6. Conclusions and future directions

Mid-life is a vulnerable stage with 45–50% of adults in this age group having prediabetes [102]. This highlights the significance of T2D prevention strategies for these individuals. Our research could contribute to the evidence base informing dietary guidelines and T2D prevention strategies for this age group. Based upon these findings, future studies could examine the time course of changes, match diets in UPF but vary additive content to isolate the effects of individual UPF components/additives,^43,and investigate behavioral strategies to reduce UPF intake.

Table 3.

Daily menu targets and the 7-day average of the 81% UPF menus for the 2000 kcal level.

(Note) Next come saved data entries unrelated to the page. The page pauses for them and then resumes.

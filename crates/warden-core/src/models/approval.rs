//! Approval requests and the responses cast on them.

use std::fmt;
use std::str::FromStr;

use chrono::{DateTime, Utc};
use serde::{Deserialize, Serialize};
use uuid::Uuid;

use crate::error::WardenError;
use crate::models::workflow::{ApprovalType, ApproverStep, TimeoutAction};

#[derive(Debug, Clone, Copy, Serialize, Deserialize, PartialEq, Eq)]
#[serde(rename_all = "lowercase")]
pub enum RequestStatus {
    Pending,
    Approved,
    Rejected,
    Expired,
}

impl RequestStatus {
    pub fn as_str(&self) -> &'static str {
        match self {
            RequestStatus::Pending => "pending",
            RequestStatus::Approved => "approved",
            RequestStatus::Rejected => "rejected",
            RequestStatus::Expired => "expired",
        }
    }

    /// Terminal statuses absorb: no transition leaves them.
    pub fn is_terminal(&self) -> bool {
        !matches!(self, RequestStatus::Pending)
    }
}

impl fmt::Display for RequestStatus {
    fn fmt(&self, f: &mut fmt::Formatter<'_>) -> fmt::Result {
        f.write_str(self.as_str())
    }
}

impl FromStr for RequestStatus {
    type Err = WardenError;

    fn from_str(s: &str) -> Result<Self, Self::Err> {
        match s {
            "pending" => Ok(RequestStatus::Pending),
            "approved" => Ok(RequestStatus::Approved),
            "rejected" => Ok(RequestStatus::Rejected),
            "expired" => Ok(RequestStatus::Expired),
            other => Err(WardenError::validation(format!(
                "unknown request status: {other}"
            ))),
        }
    }
}

#[derive(Debug, Clone, Copy, Serialize, Deserialize, PartialEq, Eq)]
#[serde(rename_all = "lowercase")]
pub enum Decision {
    Approve,
    Reject,
}

impl Decision {
    pub fn as_str(&self) -> &'static str {
        match self {
            Decision::Approve => "approve",
            Decision::Reject => "reject",
        }
    }
}

impl fmt::Display for Decision {
    fn fmt(&self, f: &mut fmt::Formatter<'_>) -> fmt::Result {
        f.write_str(self.as_str())
    }
}

impl FromStr for Decision {
    type Err = WardenError;

    fn from_str(s: &str) -> Result<Self, Self::Err> {
        match s {
            "approve" => Ok(Decision::Approve),
            "reject" => Ok(Decision::Reject),
            other => Err(WardenError::validation(format!("unknown decision: {other}"))),
        }
    }
}

/// A request for sign-off on an action.
///
/// The workflow's approval type, approver steps and timeout policy are
/// copied onto the request when it is submitted, so later edits to the
/// workflow never change the rules of an in-flight request.
#[derive(Debug, Clone, Serialize, Deserialize, PartialEq)]
pub struct ApprovalRequest {
    pub id: Uuid,
    pub workflow_id: Uuid,
    pub org_id: Uuid,
    pub requester_did: String,
    pub requester_name: Option<String>,
    pub resource_type: String,
    pub resource_id: Option<String>,
    pub action: String,
    pub request_data: serde_json::Value,
    pub status: RequestStatus,
    pub current_step: u32,
    pub total_steps: u32,
    pub approval_type: ApprovalType,
    pub approvers: Vec<ApproverStep>,
    pub on_timeout: TimeoutAction,
    pub timeout_at: DateTime<Utc>,
    pub created_at: DateTime<Utc>,
    pub completed_at: Option<DateTime<Utc>>,
}

impl ApprovalRequest {
    pub fn current_approvers(&self) -> Option<&ApproverStep> {
        self.approvers.get(self.current_step as usize)
    }

    pub fn is_final_step(&self) -> bool {
        self.current_step + 1 >= self.total_steps
    }
}

#[derive(Debug, Clone, Serialize, Deserialize)]
pub struct CreateApprovalRequest {
    pub workflow_id: Uuid,
    pub org_id: Uuid,
    pub requester_did: String,
    pub requester_name: Option<String>,
    pub resource_type: String,
    pub resource_id: Option<String>,
    pub action: String,
    pub request_data: serde_json::Value,
    pub approval_type: ApprovalType,
    pub approvers: Vec<ApproverStep>,
    pub on_timeout: TimeoutAction,
    pub timeout_at: DateTime<Utc>,
}

/// Caller input for `submit_approval`.
#[derive(Debug, Clone, Serialize, Deserialize)]
pub struct SubmitApproval {
    pub workflow_id: Uuid,
    pub org_id: Uuid,
    pub requester_did: String,
    pub requester_name: Option<String>,
    pub resource_type: String,
    pub resource_id: Option<String>,
    pub action: String,
    #[serde(default)]
    pub request_data: serde_json::Value,
}

#[derive(Debug, Clone, Serialize, Deserialize, PartialEq, Eq)]
pub struct ApprovalResponse {
    pub id: Uuid,
    pub request_id: Uuid,
    pub approver_did: String,
    pub step: u32,
    pub decision: Decision,
    pub comment: Option<String>,
    pub created_at: DateTime<Utc>,
}

#[derive(Debug, Clone, Serialize, Deserialize)]
pub struct CreateApprovalResponse {
    pub request_id: Uuid,
    pub approver_did: String,
    pub step: u32,
    pub decision: Decision,
    pub comment: Option<String>,
}

/// A request together with every response recorded on it.
#[derive(Debug, Clone, Serialize, Deserialize)]
pub struct ApprovalRequestDetail {
    pub request: ApprovalRequest,
    pub responses: Vec<ApprovalResponse>,
}

#[derive(Debug, Clone, Default, Serialize, Deserialize)]
pub struct ApprovalHistoryFilter {
    pub requester_did: Option<String>,
    pub workflow_id: Option<Uuid>,
    pub resource_type: Option<String>,
    pub status: Option<RequestStatus>,
}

Dietary Component	Weekly Average	Target	Difference
Energy (kcal)	1986	2000	14
Total Fat (g)	79	78	−1
Total Carbohydrates (g)	252	250	− 2
Total Protein (g)	76	75	−1
Animal Protein (g)	49	50	1
Vegetable Protein (g)	27	25	− 2
Total Saturated Fatty Acids (SFA) (g)	29	27	− 2
Total Monounsaturated Fatty Acids	29	31	2
(MUFA) (g)
Total Polyunsaturated Fatty Acids	14	11	− 3
(PUFA) (g)
Total Dietary Fiber (g)	15	16	1
Soluble Dietary Fiber (g)	5	4	−1
Added Sugars (by Total Sugars) (g)	71	70	−1
Sodium (Na, mg)	3405	3400	− 5
Total Vitamin A Activity (Retinol Equivalents) (mcg)	760	760	0
Vitamin E (Total Alpha-Tocopherol) (mg)	8	10	2
Vitamin C (ascorbic acid) (mg)	131	130	−1
Zinc (mg)	9	8	−1
Selenium (mcg)	117	120	3
Calcium (mg)	1004	874	−130
Magnesium (mg)	267	272	5
Potassium (K, mg)	2268	2400	132
% Calories from Fat	35	35	0
% Calories from Carbohydrate	50	50	0
% Calories from Protein	15	15	0
% Calories from SFA	13	12	−1
% Calories from MUFA	13	14	1
% Calories from PUFA	6	5	−1
Glycemic Index (glucose reference)	61	56	− 5
Glycemic Load (GL; glucose reference)	205	N/Aa	N/Aa
Healthy Eating Index (HEI)	50	58	8
Ultra-Processed Food, % energy	81	81	0
Na/K ratio	2	2	0

^aThe goal for GL was to be consistent cross the days within each diet condition, and across diet conditions.

Data availability

Data will be made available on request.